## [Requirement]
Find every line in the records below that contains the word "when", and copy each such line.

## [Input material]
——————————

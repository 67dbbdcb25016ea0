//! User identity types.

use chrono::{DateTime, Utc};
use serde::{Deserialize, Serialize};

/// Account role.
#[derive(Debug, Clone, Copy, PartialEq, Eq, Serialize, Deserialize, Default)]
#[serde(rename_all = "lowercase")]
pub enum Role {
    /// Registered, permanent account.
    #[default]
    User,
    /// Auto-provisioned, time-limited account.
    Guest,
}

/// A user profile as the application sees it.
#[derive(Debug, Clone, PartialEq, Serialize, Deserialize)]
pub struct Profile {
    pub id: String,
    pub name: String,
    pub email: String,
    #[serde(default)]
    pub bio: Option<String>,
    /// Stored avatar filename, if any.
    #[serde(default)]
    pub avatar: Option<String>,
    /// Resolved, fetchable avatar URL.
    #[serde(default)]
    pub avatar_url: Option<String>,
    #[serde(default)]
    pub native_languages: Vec<String>,
    #[serde(default)]
    pub learning_languages: Vec<String>,
    #[serde(default)]
    pub age: Option<u32>,
    #[serde(default)]
    pub country: String,
    #[serde(default)]
    pub city: Option<String>,
    #[serde(default)]
    pub interests: Vec<String>,
    #[serde(default)]
    pub is_registered: bool,
    #[serde(default)]
    pub role: Role,
    /// Guest accounts only: the moment the account stops being valid.
    #[serde(default)]
    pub expires_at: Option<DateTime<Utc>>,
}

impl Profile {
    /// Whether this profile is a guest account.
    pub fn is_guest(&self) -> bool {
        self.role == Role::Guest
    }

    /// Whether the account has expired as of `now`.
    ///
    /// Profiles without an expiry never expire.
    pub fn is_expired(&self, now: DateTime<Utc>) -> bool {
        match self.expires_at {
            Some(expires_at) => expires_at < now,
            None => false,
        }
    }
}

/// The author of a card or message.
///
/// The backend resolves the `author` relation only when asked to (and only
/// when the record still exists), so an author can be genuinely unknown.
/// Callers must handle that case explicitly instead of receiving a
/// placeholder profile.
#[derive(Debug, Clone, PartialEq, Serialize, Deserialize)]
#[serde(tag = "kind", rename_all = "lowercase")]
pub enum Author {
    Known(Profile),
    Unknown,
}

/// Fallback label shown for authors the backend could not resolve.
pub const UNKNOWN_AUTHOR_NAME: &str = "Unknown author";

impl Author {
    /// Author's id, when known.
    pub fn id(&self) -> Option<&str> {
        match self {
            Author::Known(profile) => Some(&profile.id),
            Author::Unknown => None,
        }
    }

    /// Display name, with a fallback label for unknown authors.
    pub fn display_name(&self) -> &str {
        match self {
            Author::Known(profile) => &profile.name,
            Author::Unknown => UNKNOWN_AUTHOR_NAME,
        }
    }

    /// Whether this author is the profile with the given id.
    pub fn is(&self, profile_id: &str) -> bool {
        self.id() == Some(profile_id)
    }
}

#[cfg(test)]
mod tests {
    use super::*;
    use chrono::Duration;

    fn guest(expires_at: Option<DateTime<Utc>>) -> Profile {
        Profile {
            id: "g1".into(),
            name: "CuriousVisitor42".into(),
            email: "guest_1_abc@temp.ttl.local".into(),
            bio: None,
            avatar: None,
            avatar_url: None,
            native_languages: vec![],
            learning_languages: vec![],
            age: None,
            country: String::new(),
            city: None,
            interests: vec![],
            is_registered: false,
            role: Role::Guest,
            expires_at,
        }
    }

    #[test]
    fn expiry_requires_a_set_timestamp() {
        let now = Utc::now();
        assert!(!guest(None).is_expired(now));
    }

    #[test]
    fn expiry_is_strictly_in_the_past() {
        let now = Utc::now();
        assert!(guest(Some(now - Duration::seconds(1))).is_expired(now));
        assert!(!guest(Some(now + Duration::hours(24))).is_expired(now));
    }

    #[test]
    fn role_serde_is_lowercase() {
        assert_eq!(serde_json::to_string(&Role::Guest).unwrap(), "\"guest\"");
        assert_eq!(serde_json::to_string(&Role::User).unwrap(), "\"user\"");
        let role: Role = serde_json::from_str("\"guest\"").unwrap();
        assert_eq!(role, Role::Guest);
    }

    #[test]
    fn unknown_author_has_fallback_name_and_no_id() {
        let author = Author::Unknown;
        assert_eq!(author.display_name(), UNKNOWN_AUTHOR_NAME);
        assert!(author.id().is_none());
        assert!(!author.is("anyone"));
    }

    #[test]
    fn known_author_exposes_profile_fields() {
        let author = Author::Known(guest(None));
        assert_eq!(author.display_name(), "CuriousVisitor42");
        assert_eq!(author.id(), Some("g1"));
        assert!(author.is("g1"));
        assert!(!author.is("g2"));
    }
}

——————————

## [Task response]
/// The backend resolves the `author` relation only when asked to (and only
/// when the record still exists), so an author can be genuinely unknown.
    /// Author's id, when known.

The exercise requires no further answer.